- Sire: Zamazaan (FR)
- Grandsire: Exbury (FR)
- Dam: Right On (NZ)
- Damsire: Ward Drill (IRE)
- Sex: Gelding
- Foaled: 1981
- Country: New Zealand
- Colour: Chestnut
- Breeder: R A Durrant
- Owner: M I H Kitt & J C Brain
- Trainer: Cliff Fenwick, Takanini

Major wins
- Caulfield Cup (1987) Adelaide Cup (1987, 1988, 1989)

Honours
- Lord Reims Stakes at Morphettville Racecourse

= Lord Reims =

New Zealand-bred Thoroughbred racehorse

Lord Reims was a New Zealand-bred Thoroughbred racehorse who raced with success in Australia.

==Background==
Lord Reims was a chestnut son of Zamazaan (FR) from the mare Right On (NZ).
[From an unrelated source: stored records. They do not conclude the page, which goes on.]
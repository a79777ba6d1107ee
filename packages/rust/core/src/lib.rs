//! Form engine, preset persistence, and command launching for PresetUI.
//!
//! Presenters (TUI and console) hold a [`form::FormState`] built from a
//! launcher file loaded with [`launcher::load_launcher`], merge saved presets
//! from a [`presets::PresetStore`], and hand the resulting argv to
//! [`launcher::execute`].

pub mod choice;
pub mod clipboard;
pub mod form;
pub mod introspect;
pub mod launcher;
pub mod presets;

#[cfg(test)]
pub(crate) mod test_support;
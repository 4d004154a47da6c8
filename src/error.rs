//! Error types shared by every pipeline stage.

use std::fmt;
use std::path::PathBuf;
use std::time::Duration;

use thiserror::Error;

/// The version-control sub-step that produced a failure.
#[derive(Debug, Clone, Copy, PartialEq, Eq)]
pub enum VcsStep {
    Clone,
    Config,
    Add,
    Commit,
    SetRemote,
    Push,
}

impl fmt::Display for VcsStep {
    fn fmt(&self, f: &mut fmt::Formatter<'_>) -> fmt::Result {
        let name = match self {
            VcsStep::Clone => "clone",
            VcsStep::Config => "config",
            VcsStep::Add => "add",
            VcsStep::Commit => "commit",
            VcsStep::SetRemote => "remote set-url",
            VcsStep::Push => "push",
        };
        f.write_str(name)
    }
}

/// All errors that can abort a publishing run.
#[derive(Debug, Error)]
pub enum PublishError {
    /// Filesystem read/write/remove failure, with the path involved.
    #[error("I/O error at {path}: {source}")]
    Io {
        path: PathBuf,
        #[source]
        source: std::io::Error,
    },

    /// The external converter could not be started or exited non-zero.
    #[error("conversion of '{document}' failed: {reason}")]
    Conversion { document: String, reason: String },

    /// The persisted site index is not a well-formed JSON array of entries.
    #[error("malformed site index at {path}: {source}")]
    Parse {
        path: PathBuf,
        #[source]
        source: serde_json::Error,
    },

    /// A version-control invocation failed; `step` says which one.
    #[error("git {step} failed: {reason}")]
    Vcs { step: VcsStep, reason: String },

    /// Missing or invalid configuration, including a missing credential.
    #[error("configuration error: {0}")]
    Configuration(String),

    /// An external process did not finish within the configured bound.
    #[error("{operation} timed out after {after:?}")]
    Timeout { operation: String, after: Duration },
}

impl PublishError {
    /// The failing VCS step, if this is a version-control error.
    pub fn vcs_step(&self) -> Option<VcsStep> {
        match self {
            PublishError::Vcs { step, .. } => Some(*step),
            _ => None,
        }
    }
}

/// Convenience constructor for [`PublishError::Io`].
pub(crate) fn io_err(path: impl Into<PathBuf>, source: std::io::Error) -> PublishError {
    PublishError::Io {
        path: path.into(),
        source,
    }
}
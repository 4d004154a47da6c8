//! Document conversion through an external converter (pandoc by default).

use std::path::{Path, PathBuf};
use std::time::Duration;

use async_trait::async_trait;
#[cfg(any(test, feature = "test-export-mocks"))]
use mockall::automock;
use tokio::process::Command;
use tracing::{error, info};

use crate::command::{run_command, CommandOutcome};
use crate::config::ConverterConfig;
use crate::discover::DocumentId;
use crate::error::{io_err, PublishError};

/// Turns one source document into one markup file.
///
/// Implemented by [`PandocConverter`] and by mocks in tests.
#[cfg_attr(any(test, feature = "test-export-mocks"), automock)]
#[async_trait]
pub trait Converter: Send + Sync {
    /// Converts `source_dir/<id><source ext>` into `output_dir/<id><target ext>`
    /// and returns the path of the written file.
    async fn convert(
        &self,
        id: &DocumentId,
        source_dir: &Path,
        output_dir: &Path,
    ) -> Result<PathBuf, PublishError>;
}

/// Runs `<program> -f <from> -t <to> <input> -o <output>`.
pub struct PandocConverter {
    config: ConverterConfig,
    timeout: Duration,
}

impl PandocConverter {
    pub fn new(config: ConverterConfig, timeout: Duration) -> Self {
        Self { config, timeout }
    }

    pub fn input_path(&self, id: &DocumentId, source_dir: &Path) -> PathBuf {
        source_dir.join(format!("{}{}", id, self.config.source_extension))
    }

    pub fn output_path(&self, id: &DocumentId, output_dir: &Path) -> PathBuf {
        output_dir.join(format!("{}{}", id, self.config.target_extension))
    }
}

#[async_trait]
impl Converter for PandocConverter {
    async fn convert(
        &self,
        id: &DocumentId,
        source_dir: &Path,
        output_dir: &Path,
    ) -> Result<PathBuf, PublishError> {
        let input = self.input_path(id, source_dir);
        let output = self.output_path(id, output_dir);

        tokio::fs::create_dir_all(output_dir)
            .await
            .map_err(|e| io_err(output_dir, e))?;

        let mut cmd = Command::new(&self.config.program);
        cmd.arg("-f")
            .arg(&self.config.source_format)
            .arg("-t")
            .arg(&self.config.target_format)
            .arg(&input)
            .arg("-o")
            .arg(&output);

        match run_command(cmd, self.timeout).await {
            CommandOutcome::Success => {
                info!(
                    id = %id,
                    input = %input.display(),
                    output = %output.display(),
                    "[CONVERT] Converted document"
                );
                Ok(output)
            }
            CommandOutcome::TimedOut { after } => {
                error!(id = %id, ?after, "[CONVERT] Converter timed out");
                Err(PublishError::Timeout {
                    operation: format!("{} conversion of '{}'", self.config.program, id),
                    after,
                })
            }
            failure => {
                let reason = failure.describe();
                error!(id = %id, input = %input.display(), %reason, "[CONVERT] Converter failed");
                Err(PublishError::Conversion {
                    document: id.to_string(),
                    reason,
                })
            }
        }
    }
}
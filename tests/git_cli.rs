// Exercises GitCli against a local bare repository. Skips when git is not installed.

use std::path::Path;
use std::process::Command;
use std::time::Duration;

use mercury::command::CommandOutcome;
use mercury::config::RepositoryConfig;
use mercury::repository::{RepositorySync, SyncState};
use mercury::vcs::{GitCli, VcsCommand, VersionControl};
use mercury::VcsStep;
use tempfile::tempdir;

fn git_available() -> bool {
    Command::new("git")
        .arg("--version")
        .output()
        .map(|o| o.status.success())
        .unwrap_or(false)
}

fn init_bare(path: &Path) {
    let status = Command::new("git")
        .arg("init")
        .arg("--bare")
        .arg(path)
        .status()
        .expect("git init --bare");
    assert!(status.success());
}

#[tokio::test]
async fn clones_a_local_bare_repository() {
    if !git_available() {
        eprintln!("git not available; skipping");
        return;
    }
    let tmp = tempdir().unwrap();
    let remote = tmp.path().join("remote.git");
    init_bare(&remote);

    let git = GitCli::new("git", Duration::from_secs(60));
    let destination = tmp.path().join("working");
    let outcome = git
        .run(
            tmp.path(),
            VcsCommand::Clone {
                url: remote.to_string_lossy().into_owned(),
                destination: destination.clone(),
            },
        )
        .await;

    assert_eq!(outcome, CommandOutcome::Success);
    assert!(destination.join(".git").is_dir());
}

#[tokio::test]
async fn missing_remote_fails_at_clone_step() {
    if !git_available() {
        eprintln!("git not available; skipping");
        return;
    }
    let tmp = tempdir().unwrap();
    let git = GitCli::new("git", Duration::from_secs(60));
    let config = RepositoryConfig {
        url: tmp.path().join("does-not-exist.git").to_string_lossy().into_owned(),
        clone_dir: tmp.path().join("working"),
        author_name: "Test".into(),
        author_email: "test@example.com".into(),
        commit_message: "msg".into(),
        git_program: "git".into(),
    };

    let repo = RepositorySync::new(&git, &config);
    repo.ensure_clean().unwrap();
    let err = repo.clone_repository().await.unwrap_err();

    assert_eq!(err.vcs_step(), Some(VcsStep::Clone));
    assert!(!config.clone_dir.exists());
}

#[tokio::test]
async fn clone_into_previously_stale_path_succeeds() {
    if !git_available() {
        eprintln!("git not available; skipping");
        return;
    }
    let tmp = tempdir().unwrap();
    let remote = tmp.path().join("remote.git");
    init_bare(&remote);

    let clone_dir = tmp.path().join("working");
    std::fs::create_dir_all(clone_dir.join("leftover")).unwrap();

    let git = GitCli::new("git", Duration::from_secs(60));
    let config = RepositoryConfig {
        url: remote.to_string_lossy().into_owned(),
        clone_dir: clone_dir.clone(),
        author_name: "Test".into(),
        author_email: "test@example.com".into(),
        commit_message: "msg".into(),
        git_program: "git".into(),
    };

    let repo = RepositorySync::new(&git, &config);
    repo.ensure_clean().unwrap();
    let working_copy = repo.clone_repository().await.unwrap();

    assert_eq!(working_copy.state(), SyncState::Cloned);
    assert!(clone_dir.join(".git").is_dir());
    assert!(!clone_dir.join("leftover").exists());

    repo.cleanup(working_copy).unwrap();
    assert!(!clone_dir.exists());
}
He was trained in New Zealand by Cliff Fenwick at Takanini.

==Racing career==
He excelled at staying races with his major race victories including the 1987 MRC Caulfield Cup (defeating the champion Beau Zam) and three successive SAJC Adelaide Cup’s from 1987 to 1989 at Morphettville Racecourse.

The horse died of colic complications at Melbourne airport returning from overseas.

Lord Reims was buried near the winning post at Morphettville and in 2010 the Lord Reims Stakes was named in his honor.